Crotonville and the Death of Fun at Work

Suzy Welch:

To everyone who sent me the article reporting General Electric’s sale of Crotonville, the longtime learning center that was the pride and joy of my late husband, Jack Welch, I’d like to thank you for the ugly cry. It is indeed the end of an era: one when companies and employees were on the same team.

That’s done and over, isn’t it? Today, companies and employees are each in a boxer’s crouch, glaring across the ring.

I wonder sometimes what Jack would make of my M.B.A. students—not to mention Generation Z in general—who view every employer with a gimlet eye. They aren’t only thinking, “How are you going to help my career?” or “How much will you value my ideas?”

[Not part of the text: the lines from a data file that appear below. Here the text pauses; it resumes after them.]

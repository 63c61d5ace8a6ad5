use std::io;
use std::path::PathBuf;

use thiserror::Error;

use crate::layout::ValueKind;

/// Errors that can occur when creating, opening or operating on a table
#[derive(Error, Debug)]
pub enum TableError {
    /// IO errors when creating, mapping or syncing the backing file
    #[error("IO error: {0}")]
    Io(#[from] io::Error),

    /// Creation parameters that are zero or exceed the supported bounds
    #[error("invalid parameters: {0}")]
    InvalidParameters(String),

    /// `create` refuses to clobber an existing file
    #[error("table file already exists: {0}")]
    AlreadyExists(PathBuf),

    /// `open` on a path with no backing file
    #[error("table file not found: {0}")]
    NotFound(PathBuf),

    /// Bad magic, unsupported version, or a file that disagrees with its own header
    #[error("incompatible table format: {0}")]
    IncompatibleFormat(String),

    /// Caller-supplied key does not match the table's fixed key size
    #[error("key is {got} bytes, table key size is {expected}")]
    InvalidKeyLength { expected: usize, got: usize },

    /// Value exceeds the slot's payload budget fixed at creation
    #[error("value needs {got} bytes, slot payload budget is {budget}")]
    ValueTooLarge { budget: usize, got: usize },

    /// No free slot in the probe sequence, or every slot is occupied
    #[error("the table is out of space for items")]
    TableFull,

    /// The table was written with the other value shape
    #[error("table holds {stored:?} values, {requested:?} access was requested")]
    ShapeMismatch {
        stored: ValueKind,
        requested: ValueKind,
    },
}

pub type Result<T> = std::result::Result<T, TableError>;
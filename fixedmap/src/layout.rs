use crate::error::{Result, TableError};

/// Magic bytes identifying a fixedmap table file
pub const MAGIC: [u8; 4] = *b"FXMP";

/// On-disk format version
pub const VERSION: u16 = 1;

/// Fixed header size in bytes
pub const HEADER_SIZE: usize = 48;

/// One bucket word per bucket in the bucket table
pub const BUCKET_WORD_SIZE: usize = 4;

/// Upper bound on `key_size`
pub const MAX_KEY_SIZE: usize = 100;

/// Upper bound on `value_size`
pub const MAX_VALUE_SIZE: usize = 1000;

/// Largest slot index representable in a bucket word (31 bits)
pub const MAX_CAPACITY: usize = (1 << 31) - 1;

/// The value shape a table holds, stamped into the header on first insert.
///
/// Slots carry no per-slot type tag; a table is either all blobs or all
/// f64 arrays, and accessing it with the other shape is a caller error.
#[derive(Debug, Clone, Copy, PartialEq, Eq)]
pub enum ValueKind {
    Bytes,
    F64s,
}

impl ValueKind {
    pub(crate) fn from_tag(tag: u32) -> Option<Self> {
        match tag {
            1 => Some(ValueKind::Bytes),
            2 => Some(ValueKind::F64s),
            _ => None,
        }
    }

    pub(crate) fn tag(self) -> u32 {
        match self {
            ValueKind::Bytes => 1,
            ValueKind::F64s => 2,
        }
    }
}

/// Fixed-size header at the start of every table file.
///
/// Layout (little-endian):
///   [0..4]   magic:      [u8;4] - "FXMP"
///   [4..6]   version:    u16
///   [6..8]   reserved:   u16    - must be zero
///   [8..12]  key_size:   u32
///   [12..16] value_size: u32    - slot payload budget in bytes
///   [16..20] capacity:   u32
///   [20..24] nbuckets:   u32
///   [24..32] seed:       u64    - hash seed fixed at creation
///   [32..36] fill:       u32    - occupied slot count
///   [36..40] value_kind: u32    - 0 unset, 1 bytes, 2 f64s
///   [40..48] reserved:   [u8;8]
#[derive(Debug, Clone, Copy, PartialEq, Eq)]
pub struct Header {
    pub key_size: u32,
    pub value_size: u32,
    pub capacity: u32,
    pub nbuckets: u32,
    pub seed: u64,
    pub fill: u32,
    pub value_kind: u32,
}

impl Header {
    pub fn to_bytes(&self) -> [u8; HEADER_SIZE] {
        let mut buf = [0u8; HEADER_SIZE];
        buf[0..4].copy_from_slice(&MAGIC);
        buf[4..6].copy_from_slice(&VERSION.to_le_bytes());
        buf[8..12].copy_from_slice(&self.key_size.to_le_bytes());
        buf[12..16].copy_from_slice(&self.value_size.to_le_bytes());
        buf[16..20].copy_from_slice(&self.capacity.to_le_bytes());
        buf[20..24].copy_from_slice(&self.nbuckets.to_le_bytes());
        buf[24..32].copy_from_slice(&self.seed.to_le_bytes());
        buf[32..36].copy_from_slice(&self.fill.to_le_bytes());
        buf[36..40].copy_from_slice(&self.value_kind.to_le_bytes());
        buf
    }

    pub fn from_bytes(buf: &[u8]) -> Result<Self> {
        if buf.len() < HEADER_SIZE {
            return Err(TableError::IncompatibleFormat(format!(
                "file is {} bytes, header needs {}",
                buf.len(),
                HEADER_SIZE
            )));
        }
        if buf[0..4] != MAGIC {
            return Err(TableError::IncompatibleFormat(
                "bad magic, not a table file".to_string(),
            ));
        }
        let version = u16::from_le_bytes([buf[4], buf[5]]);
        if version != VERSION {
            return Err(TableError::IncompatibleFormat(format!(
                "format version {} is not supported (expected {})",
                version, VERSION
            )));
        }
        Ok(Self {
            key_size: read_u32(buf, 8),
            value_size: read_u32(buf, 12),
            capacity: read_u32(buf, 16),
            nbuckets: read_u32(buf, 20),
            seed: u64::from_le_bytes(buf[24..32].try_into().expect("8-byte field")),
            fill: read_u32(buf, 32),
            value_kind: read_u32(buf, 36),
        })
    }
}

fn read_u32(buf: &[u8], at: usize) -> u32 {
    u32::from_le_bytes(buf[at..at + 4].try_into().expect("4-byte field"))
}

/// Whole-file layout: header, then the bucket table, then the slot arena.
///
/// Fully determined by the four creation parameters; the file never grows.
#[derive(Debug, Clone, Copy, PartialEq, Eq)]
pub struct Layout {
    pub slot_size: usize,
    pub buckets_offset: usize,
    pub arena_offset: usize,
    pub file_size: usize,
}

impl Layout {
    pub fn compute(key_size: usize, value_size: usize, capacity: usize, nbuckets: usize) -> Self {
        // key bytes + u32 length/count field + payload budget
        let slot_size = key_size + 4 + value_size;
        let buckets_offset = HEADER_SIZE;
        let arena_offset = buckets_offset + nbuckets * BUCKET_WORD_SIZE;
        let file_size = arena_offset + capacity * slot_size;
        Self {
            slot_size,
            buckets_offset,
            arena_offset,
            file_size,
        }
    }

    pub fn for_header(header: &Header) -> Self {
        Self::compute(
            header.key_size as usize,
            header.value_size as usize,
            header.capacity as usize,
            header.nbuckets as usize,
        )
    }
}

/// Validates the four creation parameters before any file is touched.
pub fn validate_params(
    key_size: usize,
    value_size: usize,
    capacity: usize,
    nbuckets: usize,
) -> Result<()> {
    if key_size == 0 || value_size == 0 || capacity == 0 || nbuckets == 0 {
        return Err(TableError::InvalidParameters(
            "key size, value size, capacity and nbuckets must all be positive".to_string(),
        ));
    }
    if key_size > MAX_KEY_SIZE {
        return Err(TableError::InvalidParameters(format!(
            "key size {} exceeds the maximum of {}",
            key_size, MAX_KEY_SIZE
        )));
    }
    if value_size > MAX_VALUE_SIZE {
        return Err(TableError::InvalidParameters(format!(
            "value size {} exceeds the maximum of {}",
            value_size, MAX_VALUE_SIZE
        )));
    }
    if capacity > MAX_CAPACITY {
        return Err(TableError::InvalidParameters(format!(
            "capacity {} exceeds the maximum of {}",
            capacity, MAX_CAPACITY
        )));
    }
    Ok(())
}

#[cfg(test)]
mod tests {
    use super::*;

    #[test]
    fn test_compute_layout() {
        let layout = Layout::compute(4, 16, 10, 8);
        assert_eq!(layout.slot_size, 4 + 4 + 16);
        assert_eq!(layout.buckets_offset, HEADER_SIZE);
        assert_eq!(layout.arena_offset, HEADER_SIZE + 8 * 4);
        assert_eq!(layout.file_size, HEADER_SIZE + 8 * 4 + 10 * 24);
    }

    #[test]
    fn test_header_roundtrip() {
        let header = Header {
            key_size: 4,
            value_size: 16,
            capacity: 10,
            nbuckets: 8,
            seed: 0xDEAD_BEEF_CAFE_F00D,
            fill: 3,
            value_kind: ValueKind::Bytes.tag(),
        };

        let bytes = header.to_bytes();
        let decoded = Header::from_bytes(&bytes).unwrap();
        assert_eq!(decoded, header);
    }

    #[test]
    fn test_header_rejects_bad_magic() {
        let header = Header {
            key_size: 4,
            value_size: 16,
            capacity: 10,
            nbuckets: 8,
            seed: 1,
            fill: 0,
            value_kind: 0,
        };
        let mut bytes = header.to_bytes();
        bytes[0] = b'X';

        let err = Header::from_bytes(&bytes).unwrap_err();
        assert!(matches!(err, TableError::IncompatibleFormat(_)));
    }

    #[test]
    fn test_header_rejects_future_version() {
        let header = Header {
            key_size: 4,
            value_size: 16,
            capacity: 10,
            nbuckets: 8,
            seed: 1,
            fill: 0,
            value_kind: 0,
        };
        let mut bytes = header.to_bytes();
        bytes[4..6].copy_from_slice(&99u16.to_le_bytes());

        let err = Header::from_bytes(&bytes).unwrap_err();
        assert!(matches!(err, TableError::IncompatibleFormat(_)));
    }

    #[test]
    fn test_validate_params() {
        assert!(validate_params(4, 16, 10, 8).is_ok());
        assert!(validate_params(0, 16, 10, 8).is_err());
        assert!(validate_params(4, 0, 10, 8).is_err());
        assert!(validate_params(4, 16, 0, 8).is_err());
        assert!(validate_params(4, 16, 10, 0).is_err());
        assert!(validate_params(MAX_KEY_SIZE + 1, 16, 10, 8).is_err());
        assert!(validate_params(4, MAX_VALUE_SIZE + 1, 10, 8).is_err());
    }
}
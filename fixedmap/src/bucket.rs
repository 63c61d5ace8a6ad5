use std::hash::BuildHasher;

use bytemuck::{Pod, Zeroable};
use modular_bitfield::prelude::B31;
use modular_bitfield::{bitfield, Specifier};
use rustc_hash::FxSeededState;

#[derive(Specifier, PartialEq)]
pub enum Status {
    Empty,
    Full,
}

/// One word of the bucket table: occupancy status plus the arena index of
/// the slot this bucket points at. A zeroed word is an empty bucket, so a
/// freshly created (zero-filled) file starts with every bucket empty.
#[bitfield(bits = 32)]
#[derive(Clone, Copy, Zeroable, Pod)]
#[repr(C)]
pub struct BucketWord {
    #[bits = 1]
    status: Status,
    slot: B31,
}

impl BucketWord {
    pub fn full_at(slot_idx: usize) -> Self {
        BucketWord::new()
            .with_status(Status::Full)
            .with_slot(slot_idx as u32)
    }

    pub fn is_empty(&self) -> bool {
        self.status() == Status::Empty
    }

    pub fn slot_idx(&self) -> usize {
        self.slot() as usize
    }
}

/// Outcome of probing the bucket table for a key.
#[derive(Debug, Clone, Copy, PartialEq, Eq)]
pub enum Probe {
    /// The key is already stored in this slot
    Found { bucket: usize, slot: usize },
    /// First empty bucket in the probe sequence
    Vacant { bucket: usize },
    /// The probe wrapped all the way around without finding an empty bucket
    Exhausted,
}

/// Maps hashed keys to buckets and runs the linear probe over the bucket
/// table.
///
/// The hasher is seeded from the table header, so every mapping of the same
/// file reproduces identical bucket placement. Changing the seed after
/// entries are written would corrupt lookups.
pub struct BucketIndex {
    nbuckets: usize,
    hasher: FxSeededState,
}

impl std::fmt::Debug for BucketIndex {
    fn fmt(&self, f: &mut std::fmt::Formatter<'_>) -> std::fmt::Result {
        f.debug_struct("BucketIndex")
            .field("nbuckets", &self.nbuckets)
            .finish_non_exhaustive()
    }
}

impl BucketIndex {
    pub fn new(nbuckets: usize, seed: u64) -> Self {
        Self {
            nbuckets,
            hasher: FxSeededState::with_seed(seed as usize),
        }
    }

    pub fn bucket_of(&self, key: &[u8]) -> usize {
        self.hasher.hash_one(key) as usize % self.nbuckets
    }

    /// Probe the bucket table for `key`, starting at its home bucket.
    ///
    /// `key_at` resolves a slot index to the key bytes stored in the arena.
    /// The scan stops at the first empty bucket; there are no tombstones
    /// because deletion is not supported.
    pub fn probe<'a>(
        &self,
        buckets: &[BucketWord],
        key: &[u8],
        key_at: impl Fn(usize) -> &'a [u8],
    ) -> Probe {
        let start = self.bucket_of(key);
        let mut b = start;
        loop {
            let word = buckets[b];
            if word.is_empty() {
                return Probe::Vacant { bucket: b };
            }
            if key_at(word.slot_idx()) == key {
                return Probe::Found {
                    bucket: b,
                    slot: word.slot_idx(),
                };
            }
            b = (b + 1) % self.nbuckets;
            if b == start {
                return Probe::Exhausted;
            }
        }
    }
}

They’re thinking, “How fast are you going to chew me up and spit me out? Because that’s how it works now.”

In too many cases, they aren’t wrong. No one works at one company for very long anymore; that’s a given. We all know the reasons: changes in tech, economic shifts, demographic trends, the zero-sum zeitgeist. A friend, a Sloan graduate, just hit nine years with one company, a big e-commerce platform. She told me she’s considered a lifer and something of a freak of nature.

Crotonville was a shrine to such “freaks,” people who so bought into the company’s values that they considered it an honor to be invited to an off-site program where they got to talk about those ideas even more than they did at work.